Wednesday, April 29, 2020

Follow-up Novels: Reading the Next Book

 All my reading life, I've enjoyed finding an author whose work I enjoyed and then plowing my way through their complete works. There's very little pattern to my "author reading" either. In junior high, I read everything by Daphne du Maurier after loving Rebecca.  I was surprised to learn she lived until 1989, since she quit publishing around 1972, right when I was reading her novels. I also read Lloyd C. Douglas' novel The Robe and then read all of his books, first the sequel The Big Fisherman and then the series set in more modern day.

If I like a first novel I read by an author, I'll willing to get another one a shot. What I love best is an author who can follow up with something just as good
but original. While I've had a little more reading time lately, I picked up two books from my "to read" list from that category. I had loved Euphoria, a novel that draws from the life of anthropologist Margaret Mead, a story of love and intrigue set in remote villages in New Guinea. When her novel Writers & Lovers came out with rave reviews and a
recommendation from Ann Patchett on the Parnassus website, I was sold.

Casey, the protagonist, has finished a writing program and has been working on her first novel for about six years. She is overwhelmed with college loans, living in a garden shed, and doing restaurant work to keep her head above water. Her friend Muriel takes her along to a reading by Oscar, a relatively famous writer. Casey can't afford to buy his book, but she recognizes him when he comes to her restaurant with his sons he is raising after losing his wife to cancer. His is moved by her kindness to the boys, who plan to pay for their father's meal as a birthday surprise--for which they are for woefully underfunded--and the two end up developing a relationship.
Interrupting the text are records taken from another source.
//! Application configuration, stored as JSON in the user's config directory.

mod log_level;

pub use log_level::LogLevel;

use anyhow::{anyhow, bail, Context, Result};
use chrono::FixedOffset;
use serde::{Deserialize, Serialize};
use std::fs;
use std::path::{Path, PathBuf};
use std::sync::Arc;
use std::time::Duration;
use url::Url;

use dadjokes_domain::calendar::{Calendar, FixedOffsetCalendar, SystemCalendar};
use dadjokes_domain::entitlement::DEFAULT_TRIAL_DAYS;
use dadjokes_domain::history::{
    HistoryLimits, DEFAULT_HISTORY_LIMIT, DEFAULT_HISTORY_RETENTION_DAYS,
};

const APP_DIR: &str = "dadjokes";
const CONFIG_FILE: &str = "config.json";
const DEFAULT_DB_FILE: &str = "dadjokes.db";
const DEFAULT_REMOTE_TIMEOUT_SECS: u64 = 30;
/// Upper bounds keep date arithmetic inside chrono's range.
const MAX_HISTORY_RETENTION_DAYS: u32 = 36_500;
const MAX_TRIAL_DAYS: u32 = 3_650;

#[derive(Debug, Clone, PartialEq, Eq, Serialize, Deserialize)]
#[serde(default)]
pub struct RemoteConfig {
    /// Backend root, e.g. `https://api.example.com/v1`. Unset means offline.
    pub base_url: Option<String>,
    pub api_key: Option<String>,
    pub timeout_secs: u64,
}

impl Default for RemoteConfig {
    fn default() -> Self {
        Self {
            base_url: None,
            api_key: None,
            timeout_secs: DEFAULT_REMOTE_TIMEOUT_SECS,
        }
    }
}

impl RemoteConfig {
    pub fn timeout(&self) -> Duration {
        Duration::from_secs(self.timeout_secs)
    }

    pub fn parsed_base_url(&self) -> Result<Option<Url>> {
        self.base_url
            .as_deref()
            .map(|raw| {
                let url = Url::parse(raw)
                    .with_context(|| format!("Invalid remote base_url: {}", raw))?;
                if url.cannot_be_a_base() {
                    bail!("Remote base_url cannot be used as a base: {}", raw);
                }
                Ok(url)
            })
            .transpose()
    }
}

#[derive(Debug, Clone, PartialEq, Eq, Serialize, Deserialize)]
#[serde(default)]
pub struct AppConfig {
    pub data_dir: PathBuf,
    pub db_file: String,
    pub log_level: LogLevel,
    /// `local` for the device timezone, `utc`, or a fixed offset like `+09:00`.
    pub timezone: String,
    pub auto_save: bool,
    pub history_limit: usize,
    pub history_retention_days: u32,
    pub trial_days: u32,
    pub remote: RemoteConfig,
}

impl Default for AppConfig {
    fn default() -> Self {
        Self {
            data_dir: default_data_dir(),
            db_file: DEFAULT_DB_FILE.to_string(),
            log_level: LogLevel::default(),
            timezone: "local".to_string(),
            auto_save: true,
            history_limit: DEFAULT_HISTORY_LIMIT,
            history_retention_days: DEFAULT_HISTORY_RETENTION_DAYS,
            trial_days: DEFAULT_TRIAL_DAYS,
            remote: RemoteConfig::default(),
        }
    }
}

impl AppConfig {
    pub fn config_path() -> PathBuf {
        default_config_dir().join(CONFIG_FILE)
    }

    /// Load from the default location, falling back to defaults if absent.
    pub fn load() -> Result<Self> {
        Self::load_or_default(&Self::config_path())
    }

    pub fn load_or_default(path: &Path) -> Result<Self> {
        if !path.exists() {
            return Ok(Self::default());
        }
        Self::load_from(path)
    }

    pub fn load_from(path: &Path) -> Result<Self> {
        let content = fs::read_to_string(path)
            .with_context(|| format!("Failed to read config file: {}", path.display()))?;
        let config: Self = serde_json::from_str(&content)
            .with_context(|| format!("Failed to parse config file: {}", path.display()))?;
        config.validate()?;
        Ok(config)
    }

    pub fn save_to(&self, path: &Path) -> Result<()> {
        self.validate()?;
        if let Some(parent) = path.parent() {
            fs::create_dir_all(parent)
                .with_context(|| format!("Failed to create config dir: {}", parent.display()))?;
        }
        let content = serde_json::to_string_pretty(self)?;
        fs::write(path, content)
            .with_context(|| format!("Failed to write config file: {}", path.display()))?;
        Ok(())
    }

    pub fn validate(&self) -> Result<()> {
        if self.db_file.trim().is_empty() {
            bail!("db_file cannot be empty");
        }
        if self.history_limit == 0 {
            bail!("history_limit must be greater than 0");
        }
        if !(1..=MAX_HISTORY_RETENTION_DAYS).contains(&self.history_retention_days) {
            bail!(
                "history_retention_days must be between 1 and {}",
                MAX_HISTORY_RETENTION_DAYS
            );
        }
        if !(1..=MAX_TRIAL_DAYS).contains(&self.trial_days) {
            bail!("trial_days must be between 1 and {}", MAX_TRIAL_DAYS);
        }
        if self.remote.timeout_secs == 0 {
            bail!("remote.timeout_secs must be greater than 0");
        }
        self.remote.parsed_base_url()?;
        parse_timezone(&self.timezone)?;
        Ok(())
    }

    pub fn db_path(&self) -> PathBuf {
        self.data_dir.join(&self.db_file)
    }

    pub fn log_dir(&self) -> PathBuf {
        self.data_dir.join("logs")
    }

    pub fn history_limits(&self) -> HistoryLimits {
        HistoryLimits {
            max_entries: self.history_limit,
            retention_days: self.history_retention_days,
        }
    }

    pub fn calendar(&self) -> Result<Arc<dyn Calendar>> {
        Ok(match parse_timezone(&self.timezone)? {
            None => Arc::new(SystemCalendar),
            Some(offset) => Arc::new(FixedOffsetCalendar::new(offset)),
        })
    }
}

/// `None` means the device-local timezone.
fn parse_timezone(raw: &str) -> Result<Option<FixedOffset>> {
    let raw = raw.trim();
    match raw.to_ascii_lowercase().as_str() {
        "" | "local" => return Ok(None),
        "utc" | "z" => return Ok(FixedOffset::east_opt(0)),
        _ => {}
    }

    let (sign, rest) = if let Some(rest) = raw.strip_prefix('+') {
        (1, rest)
    } else if let Some(rest) = raw.strip_prefix('-') {
        (-1, rest)
    } else {
        bail!("Invalid timezone '{}': expected local, utc or ±HH:MM", raw);
    };
    let (hours, minutes) = rest
        .split_once(':')
        .ok_or_else(|| anyhow!("Invalid timezone '{}': expected ±HH:MM", raw))?;
    let hours: i32 = hours
        .parse()
        .with_context(|| format!("Invalid timezone hours in '{}'", raw))?;
    let minutes: i32 = minutes
        .parse()
        .with_context(|| format!("Invalid timezone minutes in '{}'", raw))?;
    if !(0..=14).contains(&hours) || !(0..60).contains(&minutes) {
        bail!("Timezone offset out of range: {}", raw);
    }

    FixedOffset::east_opt(sign * (hours * 3600 + minutes * 60))
        .map(Some)
        .ok_or_else(|| anyhow!("Timezone offset out of range: {}", raw))
}

fn default_config_dir() -> PathBuf {
    dirs::config_dir()
        .unwrap_or_else(|| PathBuf::from("."))
        .join(APP_DIR)
}

fn default_data_dir() -> PathBuf {
    dirs::data_dir()
        .unwrap_or_else(|| PathBuf::from("."))
        .join(APP_DIR)
}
By coincidence, she is also seeing another aspiring writer, a young man in Oscar's critique circle who also teaches high school. On the surface, the story--something of a love triangle--seems ordinary, but the development of the characters, the clever details (that would certainly ring true to anyone who's worked in a fast-paced restaurant setting), and the satisfaction of the way loose ends are tied up make it something more.

Here's my confession: I started reading the novel on my iPad while working at a blood drive. I was surprised when I saw how many pages I had read. Only as I neared the end did I have the nerve to check to confirm what I suspected: I had somehow skipped a good chunk. I read to the end then skimmed the beginning until I got to the part I had missed. It explained a lot, but honestly, I think I enjoyed the novel as much as I would have if I'd read it correctly. I do think anyone who's ever wanted to write and publish will be struck by her experiences and the reactions of those who try to feed her on doubt. (Her landlord, learning that she's an aspiring writer, says he is surprised she thinks she has something to say.)

Another second read by a novelist I enjoyed the first time was Dear Edward by Ann Napolitano. I had loved her novel A Good Hard Look set in Milledgeville, Georgia, during the Kennedy era. In that book, Flannery O'Connor (with her peacocks) is a secondary character.

Her latest novel is a complete departure from that one. Edward, a 12-year-old boy, is the only survivor of a plane crash as his family is flying to their new home in California. He is taken in by his mother's sister and her husband, an infertile couple facing their own grief. The story alternates between the flight leading up to the crash and the boy's attempt to return to some kind of normalcy.

Both of these books were so unlike the predecessors, but I enjoyed reading both. Now I have a newly arrived copy of Simon the Fiddler by Paulette Jiles (who wrote News of the Day.) I am eager to get started.